• **TASK GOAL**: In the listing below, count the lines containing the string "running" and state only the number.

• **MATERIAL TO PROCESS**:
╔══

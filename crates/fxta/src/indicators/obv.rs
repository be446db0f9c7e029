//! On-Balance Volume (OBV).
//!
//! OBV starts at the first bar's volume and then adds the volume of up-closes
//! and subtracts the volume of down-closes. Unchanged closes carry the
//! previous value forward.
//!
//! ```text
//! OBV[0] = Volume[0]
//! OBV[i] = OBV[i-1] + Volume[i]   if Close[i] > Close[i-1]
//!        = OBV[i-1] - Volume[i]   if Close[i] < Close[i-1]
//!        = OBV[i-1]               otherwise
//! ```
//!
//! Every position is defined.
//!
//! # Example
//!
//! ```
//! use fxta::indicators::obv::obv;
//!
//! let close = [10.0_f64, 11.0, 10.0, 10.0, 12.0];
//! let volume = [100.0_f64, 100.0, 100.0, 100.0, 100.0];
//!
//! let result = obv(&close, &volume).unwrap();
//! assert_eq!(
//!     result,
//!     vec![Some(100.0), Some(200.0), Some(100.0), Some(100.0), Some(200.0)]
//! );
//! ```

use std::cmp::Ordering;

use crate::error::Result;
use crate::series::Series;
use crate::traits::{validate_same_len, SeriesElement};

/// Computes On-Balance Volume.
///
/// # Errors
///
/// Returns `Error::LengthMismatch` if `close` and `volume` differ in length.
pub fn obv<T: SeriesElement>(close: &[T], volume: &[T]) -> Result<Series<T>> {
    validate_same_len(&[("close", close.len()), ("volume", volume.len())])?;

    let mut running = T::zero();
    Ok(close
        .iter()
        .zip(volume)
        .enumerate()
        .map(|(i, (&c, &v))| {
            if i == 0 {
                running = v;
            } else {
                match c.partial_cmp(&close[i - 1]) {
                    Some(Ordering::Greater) => running = running + v,
                    Some(Ordering::Less) => running = running - v,
                    _ => {}
                }
            }
            Some(running)
        })
        .collect())
}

╚══

• **RESPONSE**: 5